Assignment » Every line with "query" in it should be copied from the data.

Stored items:

>>>

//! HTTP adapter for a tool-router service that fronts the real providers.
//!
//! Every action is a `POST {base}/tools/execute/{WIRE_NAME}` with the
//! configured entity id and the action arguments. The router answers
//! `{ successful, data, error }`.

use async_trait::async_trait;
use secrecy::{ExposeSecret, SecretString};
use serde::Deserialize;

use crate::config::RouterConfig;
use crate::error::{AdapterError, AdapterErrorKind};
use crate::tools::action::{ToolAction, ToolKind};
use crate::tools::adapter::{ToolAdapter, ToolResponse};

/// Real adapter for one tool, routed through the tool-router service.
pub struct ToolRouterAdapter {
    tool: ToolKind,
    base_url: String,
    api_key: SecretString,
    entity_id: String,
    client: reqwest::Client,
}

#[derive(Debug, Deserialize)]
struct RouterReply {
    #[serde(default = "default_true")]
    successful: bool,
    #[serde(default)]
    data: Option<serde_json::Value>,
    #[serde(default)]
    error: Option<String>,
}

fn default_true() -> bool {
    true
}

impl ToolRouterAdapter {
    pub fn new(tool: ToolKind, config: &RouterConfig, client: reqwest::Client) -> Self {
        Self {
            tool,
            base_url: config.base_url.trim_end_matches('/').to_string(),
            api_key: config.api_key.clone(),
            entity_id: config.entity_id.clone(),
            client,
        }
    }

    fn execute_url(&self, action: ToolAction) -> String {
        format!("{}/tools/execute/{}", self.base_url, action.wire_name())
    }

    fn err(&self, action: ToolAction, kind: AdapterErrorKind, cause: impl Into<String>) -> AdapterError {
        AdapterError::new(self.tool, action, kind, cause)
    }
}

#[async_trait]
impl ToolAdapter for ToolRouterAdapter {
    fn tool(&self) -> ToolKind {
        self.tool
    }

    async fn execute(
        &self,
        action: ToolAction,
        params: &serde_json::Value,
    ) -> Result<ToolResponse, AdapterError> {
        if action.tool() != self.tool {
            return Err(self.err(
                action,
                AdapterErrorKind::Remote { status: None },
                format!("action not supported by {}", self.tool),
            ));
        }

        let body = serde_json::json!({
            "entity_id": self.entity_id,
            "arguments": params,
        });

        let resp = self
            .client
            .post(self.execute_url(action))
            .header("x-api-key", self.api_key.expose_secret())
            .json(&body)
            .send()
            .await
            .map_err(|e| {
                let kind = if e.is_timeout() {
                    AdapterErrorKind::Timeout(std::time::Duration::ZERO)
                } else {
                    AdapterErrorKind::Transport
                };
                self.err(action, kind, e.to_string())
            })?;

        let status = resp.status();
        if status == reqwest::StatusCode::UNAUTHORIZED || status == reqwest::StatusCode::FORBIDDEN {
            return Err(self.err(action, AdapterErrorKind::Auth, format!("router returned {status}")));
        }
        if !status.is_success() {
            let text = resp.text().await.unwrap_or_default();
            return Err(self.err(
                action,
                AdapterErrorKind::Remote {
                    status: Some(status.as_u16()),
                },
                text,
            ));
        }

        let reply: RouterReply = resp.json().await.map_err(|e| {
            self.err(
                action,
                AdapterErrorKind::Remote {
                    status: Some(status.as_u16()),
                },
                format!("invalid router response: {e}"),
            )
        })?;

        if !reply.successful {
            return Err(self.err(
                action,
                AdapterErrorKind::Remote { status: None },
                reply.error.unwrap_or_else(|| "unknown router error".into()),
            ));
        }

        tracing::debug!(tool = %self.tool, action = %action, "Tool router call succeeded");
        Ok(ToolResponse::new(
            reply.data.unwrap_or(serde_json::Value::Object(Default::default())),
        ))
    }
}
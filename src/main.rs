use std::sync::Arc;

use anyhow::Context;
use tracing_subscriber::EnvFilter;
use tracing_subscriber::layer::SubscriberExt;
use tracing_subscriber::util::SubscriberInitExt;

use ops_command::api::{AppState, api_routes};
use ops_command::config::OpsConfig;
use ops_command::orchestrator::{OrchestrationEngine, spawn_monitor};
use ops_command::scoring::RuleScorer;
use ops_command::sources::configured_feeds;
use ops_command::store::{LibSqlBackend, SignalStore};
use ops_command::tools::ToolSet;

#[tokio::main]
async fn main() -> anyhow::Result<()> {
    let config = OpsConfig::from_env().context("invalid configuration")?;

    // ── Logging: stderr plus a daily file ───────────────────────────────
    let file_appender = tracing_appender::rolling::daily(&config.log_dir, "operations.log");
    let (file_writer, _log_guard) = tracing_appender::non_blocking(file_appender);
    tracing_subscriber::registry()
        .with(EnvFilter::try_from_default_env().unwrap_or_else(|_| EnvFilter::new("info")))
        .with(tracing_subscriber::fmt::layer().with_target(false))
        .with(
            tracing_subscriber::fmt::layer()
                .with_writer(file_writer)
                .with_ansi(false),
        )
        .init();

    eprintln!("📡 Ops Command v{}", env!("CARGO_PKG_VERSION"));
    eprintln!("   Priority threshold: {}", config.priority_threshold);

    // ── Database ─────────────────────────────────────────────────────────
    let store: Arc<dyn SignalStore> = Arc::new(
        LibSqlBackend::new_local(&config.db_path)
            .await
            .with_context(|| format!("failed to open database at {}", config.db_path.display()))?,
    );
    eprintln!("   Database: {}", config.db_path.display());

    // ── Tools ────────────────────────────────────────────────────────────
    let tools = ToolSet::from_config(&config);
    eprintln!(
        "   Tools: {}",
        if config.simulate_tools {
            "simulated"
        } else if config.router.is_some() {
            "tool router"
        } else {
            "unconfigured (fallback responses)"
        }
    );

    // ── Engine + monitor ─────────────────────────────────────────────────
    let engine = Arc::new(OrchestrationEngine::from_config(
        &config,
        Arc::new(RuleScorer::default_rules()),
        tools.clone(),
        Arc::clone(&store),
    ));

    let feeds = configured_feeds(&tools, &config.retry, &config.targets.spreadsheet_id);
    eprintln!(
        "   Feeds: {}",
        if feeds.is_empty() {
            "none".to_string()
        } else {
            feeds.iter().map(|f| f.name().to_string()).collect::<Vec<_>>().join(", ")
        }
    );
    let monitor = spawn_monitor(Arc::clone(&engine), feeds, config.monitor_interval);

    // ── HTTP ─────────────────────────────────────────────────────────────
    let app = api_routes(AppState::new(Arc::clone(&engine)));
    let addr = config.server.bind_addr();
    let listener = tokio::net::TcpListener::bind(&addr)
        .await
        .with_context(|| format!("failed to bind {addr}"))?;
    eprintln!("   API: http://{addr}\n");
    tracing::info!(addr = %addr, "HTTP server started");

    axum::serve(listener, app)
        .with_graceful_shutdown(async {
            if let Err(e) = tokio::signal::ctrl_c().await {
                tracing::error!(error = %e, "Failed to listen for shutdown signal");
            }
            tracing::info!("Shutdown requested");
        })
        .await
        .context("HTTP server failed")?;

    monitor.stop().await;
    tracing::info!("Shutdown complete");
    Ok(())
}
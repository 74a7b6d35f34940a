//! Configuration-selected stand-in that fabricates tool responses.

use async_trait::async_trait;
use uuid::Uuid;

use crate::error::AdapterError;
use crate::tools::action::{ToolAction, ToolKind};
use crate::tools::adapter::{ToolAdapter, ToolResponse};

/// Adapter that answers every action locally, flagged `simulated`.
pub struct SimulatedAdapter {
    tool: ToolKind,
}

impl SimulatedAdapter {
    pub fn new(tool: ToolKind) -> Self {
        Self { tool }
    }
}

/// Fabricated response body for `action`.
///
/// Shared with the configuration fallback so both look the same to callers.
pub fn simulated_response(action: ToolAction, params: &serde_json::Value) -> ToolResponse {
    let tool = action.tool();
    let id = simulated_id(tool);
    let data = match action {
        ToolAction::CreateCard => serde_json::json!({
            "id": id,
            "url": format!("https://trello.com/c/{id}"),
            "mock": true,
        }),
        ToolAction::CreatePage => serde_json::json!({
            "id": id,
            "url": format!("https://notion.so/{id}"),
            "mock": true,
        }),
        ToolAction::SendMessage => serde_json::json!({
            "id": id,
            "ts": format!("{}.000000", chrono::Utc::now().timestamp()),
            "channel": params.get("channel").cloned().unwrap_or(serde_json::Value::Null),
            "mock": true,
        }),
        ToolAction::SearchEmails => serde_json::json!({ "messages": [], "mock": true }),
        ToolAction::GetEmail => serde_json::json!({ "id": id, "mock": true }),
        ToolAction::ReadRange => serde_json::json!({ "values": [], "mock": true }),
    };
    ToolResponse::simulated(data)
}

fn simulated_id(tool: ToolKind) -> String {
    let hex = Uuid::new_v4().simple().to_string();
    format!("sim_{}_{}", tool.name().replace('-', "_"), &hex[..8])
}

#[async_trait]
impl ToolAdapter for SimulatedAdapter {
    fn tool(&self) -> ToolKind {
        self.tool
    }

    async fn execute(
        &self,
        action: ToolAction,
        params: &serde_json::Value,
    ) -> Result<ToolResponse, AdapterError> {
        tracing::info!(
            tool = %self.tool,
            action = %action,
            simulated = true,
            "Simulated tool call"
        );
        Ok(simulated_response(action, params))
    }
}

<<<
>>>

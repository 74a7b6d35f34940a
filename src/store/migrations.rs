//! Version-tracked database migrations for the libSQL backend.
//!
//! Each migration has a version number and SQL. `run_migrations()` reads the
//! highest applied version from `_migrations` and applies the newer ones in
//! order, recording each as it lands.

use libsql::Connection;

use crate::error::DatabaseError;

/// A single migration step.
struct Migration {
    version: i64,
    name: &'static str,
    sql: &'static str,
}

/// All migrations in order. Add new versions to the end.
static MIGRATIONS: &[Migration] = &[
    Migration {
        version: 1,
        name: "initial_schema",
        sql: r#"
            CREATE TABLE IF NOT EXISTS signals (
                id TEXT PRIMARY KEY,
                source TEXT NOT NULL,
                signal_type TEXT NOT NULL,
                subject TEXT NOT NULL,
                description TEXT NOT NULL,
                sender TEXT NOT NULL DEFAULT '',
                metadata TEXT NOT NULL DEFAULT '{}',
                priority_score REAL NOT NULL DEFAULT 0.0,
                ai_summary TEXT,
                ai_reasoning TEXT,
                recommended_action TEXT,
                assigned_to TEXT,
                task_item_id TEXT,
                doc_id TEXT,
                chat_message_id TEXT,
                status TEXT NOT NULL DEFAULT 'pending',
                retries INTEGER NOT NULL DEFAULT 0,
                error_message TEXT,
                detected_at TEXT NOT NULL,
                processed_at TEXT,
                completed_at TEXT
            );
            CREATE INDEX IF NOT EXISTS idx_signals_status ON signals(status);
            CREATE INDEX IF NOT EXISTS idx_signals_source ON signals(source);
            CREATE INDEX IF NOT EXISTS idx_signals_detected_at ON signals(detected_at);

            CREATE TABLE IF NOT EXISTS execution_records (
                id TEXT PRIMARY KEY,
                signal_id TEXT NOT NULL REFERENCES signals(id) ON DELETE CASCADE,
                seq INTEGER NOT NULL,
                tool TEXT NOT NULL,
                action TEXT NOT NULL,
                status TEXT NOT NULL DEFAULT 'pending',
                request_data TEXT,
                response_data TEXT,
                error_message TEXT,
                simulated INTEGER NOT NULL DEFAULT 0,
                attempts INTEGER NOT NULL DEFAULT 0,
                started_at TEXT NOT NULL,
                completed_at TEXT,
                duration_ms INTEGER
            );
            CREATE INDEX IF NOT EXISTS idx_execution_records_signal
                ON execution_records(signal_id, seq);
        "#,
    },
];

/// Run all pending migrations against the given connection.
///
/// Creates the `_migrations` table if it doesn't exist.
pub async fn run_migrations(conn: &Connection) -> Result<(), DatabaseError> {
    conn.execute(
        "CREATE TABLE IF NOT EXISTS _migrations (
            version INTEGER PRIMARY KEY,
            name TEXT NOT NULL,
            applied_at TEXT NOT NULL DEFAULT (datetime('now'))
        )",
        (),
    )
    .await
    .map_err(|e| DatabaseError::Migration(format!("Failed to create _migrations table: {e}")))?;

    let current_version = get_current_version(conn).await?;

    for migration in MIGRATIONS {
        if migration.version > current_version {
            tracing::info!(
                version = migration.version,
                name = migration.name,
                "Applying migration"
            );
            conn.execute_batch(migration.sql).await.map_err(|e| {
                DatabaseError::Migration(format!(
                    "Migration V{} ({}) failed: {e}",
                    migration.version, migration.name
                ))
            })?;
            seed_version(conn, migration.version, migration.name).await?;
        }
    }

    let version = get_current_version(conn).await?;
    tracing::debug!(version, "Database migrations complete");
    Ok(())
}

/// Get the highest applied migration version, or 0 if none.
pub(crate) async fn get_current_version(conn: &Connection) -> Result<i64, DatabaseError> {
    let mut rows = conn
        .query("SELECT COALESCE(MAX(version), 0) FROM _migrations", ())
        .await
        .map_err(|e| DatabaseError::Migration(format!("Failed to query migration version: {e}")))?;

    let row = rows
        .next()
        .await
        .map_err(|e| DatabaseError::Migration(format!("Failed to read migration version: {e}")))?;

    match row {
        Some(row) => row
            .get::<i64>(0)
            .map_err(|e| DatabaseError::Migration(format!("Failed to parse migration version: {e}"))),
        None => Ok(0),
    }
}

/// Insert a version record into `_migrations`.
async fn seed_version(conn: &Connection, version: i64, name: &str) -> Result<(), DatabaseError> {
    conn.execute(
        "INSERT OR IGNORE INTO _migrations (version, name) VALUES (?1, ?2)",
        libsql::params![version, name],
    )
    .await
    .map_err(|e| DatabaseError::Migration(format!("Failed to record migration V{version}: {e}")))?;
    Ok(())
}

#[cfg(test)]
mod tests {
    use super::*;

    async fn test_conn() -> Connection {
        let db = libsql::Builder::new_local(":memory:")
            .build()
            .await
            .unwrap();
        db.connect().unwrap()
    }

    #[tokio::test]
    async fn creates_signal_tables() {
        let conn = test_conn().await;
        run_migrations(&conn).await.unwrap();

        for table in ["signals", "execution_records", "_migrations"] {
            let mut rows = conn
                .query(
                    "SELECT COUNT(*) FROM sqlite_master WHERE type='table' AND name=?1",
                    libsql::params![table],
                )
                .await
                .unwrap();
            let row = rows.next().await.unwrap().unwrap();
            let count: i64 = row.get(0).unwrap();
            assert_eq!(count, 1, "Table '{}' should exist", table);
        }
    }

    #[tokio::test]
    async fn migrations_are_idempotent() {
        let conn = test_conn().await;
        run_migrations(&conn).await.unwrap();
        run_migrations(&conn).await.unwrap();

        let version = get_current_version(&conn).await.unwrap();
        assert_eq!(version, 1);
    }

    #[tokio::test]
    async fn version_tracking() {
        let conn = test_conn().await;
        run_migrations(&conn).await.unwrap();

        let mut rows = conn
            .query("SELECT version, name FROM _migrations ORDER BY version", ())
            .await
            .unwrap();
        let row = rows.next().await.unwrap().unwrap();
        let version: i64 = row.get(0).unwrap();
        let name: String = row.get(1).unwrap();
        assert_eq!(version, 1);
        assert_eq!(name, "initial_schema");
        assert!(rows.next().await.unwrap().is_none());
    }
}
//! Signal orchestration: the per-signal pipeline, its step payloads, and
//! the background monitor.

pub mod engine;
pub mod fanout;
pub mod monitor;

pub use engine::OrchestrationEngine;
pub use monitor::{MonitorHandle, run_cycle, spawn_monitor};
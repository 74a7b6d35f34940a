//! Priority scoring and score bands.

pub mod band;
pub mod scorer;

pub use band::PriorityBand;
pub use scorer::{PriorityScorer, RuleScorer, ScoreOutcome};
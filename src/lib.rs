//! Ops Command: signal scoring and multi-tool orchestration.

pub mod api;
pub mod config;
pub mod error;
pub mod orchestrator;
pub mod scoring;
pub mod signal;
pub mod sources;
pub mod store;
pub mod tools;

<<<
>>>

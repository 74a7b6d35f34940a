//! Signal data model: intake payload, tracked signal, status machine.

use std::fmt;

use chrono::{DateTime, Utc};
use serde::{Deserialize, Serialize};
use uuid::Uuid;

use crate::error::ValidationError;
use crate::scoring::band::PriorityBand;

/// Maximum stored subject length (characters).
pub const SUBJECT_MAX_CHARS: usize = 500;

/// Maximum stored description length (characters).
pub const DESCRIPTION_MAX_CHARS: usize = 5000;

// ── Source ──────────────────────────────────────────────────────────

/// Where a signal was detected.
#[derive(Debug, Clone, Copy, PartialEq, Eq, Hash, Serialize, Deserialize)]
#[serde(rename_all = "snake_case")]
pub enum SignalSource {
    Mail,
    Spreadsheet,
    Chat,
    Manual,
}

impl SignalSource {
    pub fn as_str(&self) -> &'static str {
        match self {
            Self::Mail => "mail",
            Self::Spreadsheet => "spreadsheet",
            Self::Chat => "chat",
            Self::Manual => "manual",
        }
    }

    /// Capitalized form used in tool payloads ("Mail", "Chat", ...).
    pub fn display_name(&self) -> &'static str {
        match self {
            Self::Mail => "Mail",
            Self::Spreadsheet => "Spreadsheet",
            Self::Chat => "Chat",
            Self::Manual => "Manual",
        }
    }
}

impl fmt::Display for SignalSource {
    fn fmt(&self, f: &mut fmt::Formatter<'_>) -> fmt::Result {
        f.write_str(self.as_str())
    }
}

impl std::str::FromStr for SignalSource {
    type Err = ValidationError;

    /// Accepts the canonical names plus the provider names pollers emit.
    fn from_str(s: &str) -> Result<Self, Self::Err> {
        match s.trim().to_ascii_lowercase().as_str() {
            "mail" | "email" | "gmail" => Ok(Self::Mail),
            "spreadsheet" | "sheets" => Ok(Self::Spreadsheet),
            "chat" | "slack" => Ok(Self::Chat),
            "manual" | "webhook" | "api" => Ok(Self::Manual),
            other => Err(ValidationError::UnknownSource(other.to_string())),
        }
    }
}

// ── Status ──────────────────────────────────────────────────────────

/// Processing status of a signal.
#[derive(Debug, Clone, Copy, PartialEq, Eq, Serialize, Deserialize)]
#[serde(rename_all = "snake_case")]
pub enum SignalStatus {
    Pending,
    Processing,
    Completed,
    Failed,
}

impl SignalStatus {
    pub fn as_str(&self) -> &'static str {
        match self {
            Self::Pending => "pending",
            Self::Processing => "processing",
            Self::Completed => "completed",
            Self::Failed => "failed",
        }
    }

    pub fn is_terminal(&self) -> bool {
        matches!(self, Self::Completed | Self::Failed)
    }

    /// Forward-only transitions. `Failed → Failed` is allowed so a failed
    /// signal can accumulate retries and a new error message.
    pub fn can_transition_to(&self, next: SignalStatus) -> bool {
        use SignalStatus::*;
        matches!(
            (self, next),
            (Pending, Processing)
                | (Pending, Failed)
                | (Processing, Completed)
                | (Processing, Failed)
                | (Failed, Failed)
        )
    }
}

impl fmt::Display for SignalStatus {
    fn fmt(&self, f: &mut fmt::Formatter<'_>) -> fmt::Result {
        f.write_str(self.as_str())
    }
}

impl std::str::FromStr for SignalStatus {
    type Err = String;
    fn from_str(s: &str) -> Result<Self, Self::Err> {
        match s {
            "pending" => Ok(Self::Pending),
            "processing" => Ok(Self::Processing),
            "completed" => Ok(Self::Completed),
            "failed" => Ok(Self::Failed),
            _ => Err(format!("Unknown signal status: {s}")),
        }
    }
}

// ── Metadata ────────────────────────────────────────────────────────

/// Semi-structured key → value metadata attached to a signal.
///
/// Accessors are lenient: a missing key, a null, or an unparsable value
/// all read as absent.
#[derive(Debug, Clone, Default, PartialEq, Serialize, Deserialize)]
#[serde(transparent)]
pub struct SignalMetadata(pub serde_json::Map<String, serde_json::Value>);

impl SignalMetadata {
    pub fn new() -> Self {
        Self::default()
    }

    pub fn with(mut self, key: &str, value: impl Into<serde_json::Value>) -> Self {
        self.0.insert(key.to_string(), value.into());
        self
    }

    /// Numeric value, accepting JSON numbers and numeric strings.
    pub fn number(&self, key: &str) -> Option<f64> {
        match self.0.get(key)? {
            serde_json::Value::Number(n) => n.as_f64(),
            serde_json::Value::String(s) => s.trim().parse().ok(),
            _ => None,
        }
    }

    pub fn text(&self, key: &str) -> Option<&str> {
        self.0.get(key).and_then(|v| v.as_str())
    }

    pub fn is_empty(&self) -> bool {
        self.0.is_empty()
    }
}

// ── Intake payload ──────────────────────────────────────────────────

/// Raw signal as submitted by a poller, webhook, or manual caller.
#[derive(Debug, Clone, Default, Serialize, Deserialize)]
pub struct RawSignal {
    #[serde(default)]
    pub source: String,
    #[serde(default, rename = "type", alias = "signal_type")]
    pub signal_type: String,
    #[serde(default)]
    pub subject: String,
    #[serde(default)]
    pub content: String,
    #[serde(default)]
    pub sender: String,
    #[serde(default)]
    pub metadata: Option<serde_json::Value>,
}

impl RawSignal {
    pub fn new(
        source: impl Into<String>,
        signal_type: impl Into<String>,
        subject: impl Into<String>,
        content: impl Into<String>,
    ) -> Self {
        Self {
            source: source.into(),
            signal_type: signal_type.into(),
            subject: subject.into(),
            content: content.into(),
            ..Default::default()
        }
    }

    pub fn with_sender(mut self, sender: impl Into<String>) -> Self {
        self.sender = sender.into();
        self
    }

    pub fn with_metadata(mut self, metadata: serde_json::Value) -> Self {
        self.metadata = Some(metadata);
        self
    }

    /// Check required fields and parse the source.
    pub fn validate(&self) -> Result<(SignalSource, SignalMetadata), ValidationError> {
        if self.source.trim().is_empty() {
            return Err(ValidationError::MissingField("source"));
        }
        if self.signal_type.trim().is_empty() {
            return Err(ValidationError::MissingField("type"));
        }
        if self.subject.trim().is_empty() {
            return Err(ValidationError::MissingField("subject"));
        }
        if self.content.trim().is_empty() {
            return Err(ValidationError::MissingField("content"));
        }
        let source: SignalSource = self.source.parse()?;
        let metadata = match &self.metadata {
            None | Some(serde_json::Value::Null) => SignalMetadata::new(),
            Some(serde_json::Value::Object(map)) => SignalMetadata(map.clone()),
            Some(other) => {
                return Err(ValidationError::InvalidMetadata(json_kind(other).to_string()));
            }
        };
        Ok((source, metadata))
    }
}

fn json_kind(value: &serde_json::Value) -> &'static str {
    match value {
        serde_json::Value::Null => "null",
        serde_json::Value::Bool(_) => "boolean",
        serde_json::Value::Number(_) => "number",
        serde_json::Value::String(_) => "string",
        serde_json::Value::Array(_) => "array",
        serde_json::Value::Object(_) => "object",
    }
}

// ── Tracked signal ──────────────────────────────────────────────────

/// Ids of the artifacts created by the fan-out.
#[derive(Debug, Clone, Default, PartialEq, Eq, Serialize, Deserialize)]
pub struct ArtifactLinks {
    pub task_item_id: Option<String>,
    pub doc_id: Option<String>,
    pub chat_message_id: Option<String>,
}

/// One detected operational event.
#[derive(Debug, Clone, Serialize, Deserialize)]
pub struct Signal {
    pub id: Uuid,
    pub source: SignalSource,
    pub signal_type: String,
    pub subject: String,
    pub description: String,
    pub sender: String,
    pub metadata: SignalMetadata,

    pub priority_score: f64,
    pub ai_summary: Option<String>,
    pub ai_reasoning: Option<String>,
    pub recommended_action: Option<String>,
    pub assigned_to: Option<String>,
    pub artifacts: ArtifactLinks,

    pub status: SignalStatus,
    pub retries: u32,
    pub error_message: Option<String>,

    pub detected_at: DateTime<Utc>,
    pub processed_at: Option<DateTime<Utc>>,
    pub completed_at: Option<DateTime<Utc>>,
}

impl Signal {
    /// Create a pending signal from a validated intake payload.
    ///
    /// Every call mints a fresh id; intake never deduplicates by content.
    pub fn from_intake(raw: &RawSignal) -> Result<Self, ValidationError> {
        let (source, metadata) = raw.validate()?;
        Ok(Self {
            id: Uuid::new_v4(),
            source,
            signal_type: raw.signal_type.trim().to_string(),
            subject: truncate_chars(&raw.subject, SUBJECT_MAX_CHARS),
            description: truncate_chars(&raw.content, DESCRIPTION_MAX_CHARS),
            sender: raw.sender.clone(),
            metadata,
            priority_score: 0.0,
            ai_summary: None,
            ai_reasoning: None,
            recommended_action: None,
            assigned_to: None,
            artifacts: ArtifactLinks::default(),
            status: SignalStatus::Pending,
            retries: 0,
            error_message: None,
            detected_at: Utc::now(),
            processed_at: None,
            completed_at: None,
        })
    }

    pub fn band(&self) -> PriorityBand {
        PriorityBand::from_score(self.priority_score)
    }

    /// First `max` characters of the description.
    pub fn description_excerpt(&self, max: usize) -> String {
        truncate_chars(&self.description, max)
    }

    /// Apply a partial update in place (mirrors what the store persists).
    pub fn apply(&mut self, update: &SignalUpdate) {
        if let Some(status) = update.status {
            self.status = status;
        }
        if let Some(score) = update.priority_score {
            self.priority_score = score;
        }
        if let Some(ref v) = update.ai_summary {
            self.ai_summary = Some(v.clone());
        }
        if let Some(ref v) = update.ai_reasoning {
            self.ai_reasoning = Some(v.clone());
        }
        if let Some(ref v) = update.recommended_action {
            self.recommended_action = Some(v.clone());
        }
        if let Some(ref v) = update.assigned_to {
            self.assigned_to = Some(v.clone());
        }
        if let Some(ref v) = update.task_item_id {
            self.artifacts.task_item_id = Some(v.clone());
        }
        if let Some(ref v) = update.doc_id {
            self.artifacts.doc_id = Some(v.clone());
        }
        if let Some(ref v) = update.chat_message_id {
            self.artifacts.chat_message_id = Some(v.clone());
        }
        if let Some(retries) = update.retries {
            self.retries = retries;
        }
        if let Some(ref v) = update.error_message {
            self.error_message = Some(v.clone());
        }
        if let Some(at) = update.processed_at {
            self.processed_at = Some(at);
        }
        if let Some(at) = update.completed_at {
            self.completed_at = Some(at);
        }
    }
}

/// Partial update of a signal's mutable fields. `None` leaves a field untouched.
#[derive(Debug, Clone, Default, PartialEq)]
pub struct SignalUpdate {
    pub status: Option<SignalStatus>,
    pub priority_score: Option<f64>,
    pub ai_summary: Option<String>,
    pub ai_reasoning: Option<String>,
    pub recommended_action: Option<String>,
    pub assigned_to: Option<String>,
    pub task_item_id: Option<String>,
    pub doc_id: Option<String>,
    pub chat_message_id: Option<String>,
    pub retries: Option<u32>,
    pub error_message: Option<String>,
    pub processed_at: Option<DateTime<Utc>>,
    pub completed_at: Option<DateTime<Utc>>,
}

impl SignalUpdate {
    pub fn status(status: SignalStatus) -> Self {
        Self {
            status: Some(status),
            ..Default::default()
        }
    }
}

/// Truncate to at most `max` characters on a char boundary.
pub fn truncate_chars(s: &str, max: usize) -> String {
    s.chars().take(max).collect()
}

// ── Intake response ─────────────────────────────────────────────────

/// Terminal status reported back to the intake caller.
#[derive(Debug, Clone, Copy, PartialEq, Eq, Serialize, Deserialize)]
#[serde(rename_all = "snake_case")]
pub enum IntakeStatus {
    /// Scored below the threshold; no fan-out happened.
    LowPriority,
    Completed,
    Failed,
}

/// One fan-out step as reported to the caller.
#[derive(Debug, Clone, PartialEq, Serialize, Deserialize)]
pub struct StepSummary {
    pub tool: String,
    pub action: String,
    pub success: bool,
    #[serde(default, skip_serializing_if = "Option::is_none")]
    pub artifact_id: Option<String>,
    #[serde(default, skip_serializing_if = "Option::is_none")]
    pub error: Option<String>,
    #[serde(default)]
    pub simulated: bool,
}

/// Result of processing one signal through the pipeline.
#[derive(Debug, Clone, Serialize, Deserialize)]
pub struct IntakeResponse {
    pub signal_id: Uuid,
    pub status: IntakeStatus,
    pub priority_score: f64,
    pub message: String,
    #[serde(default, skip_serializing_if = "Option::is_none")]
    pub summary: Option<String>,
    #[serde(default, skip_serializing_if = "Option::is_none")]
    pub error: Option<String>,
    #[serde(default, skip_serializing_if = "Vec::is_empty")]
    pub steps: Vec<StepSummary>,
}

<<<

Answer to this problem »
        .query("SELECT COALESCE(MAX(version), 0) FROM _migrations", ())
        .map_err(|e| DatabaseError::Migration(format!("Failed to query migration version: {e}")))?;
                .query(
            .query("SELECT version, name FROM _migrations ORDER BY version", ())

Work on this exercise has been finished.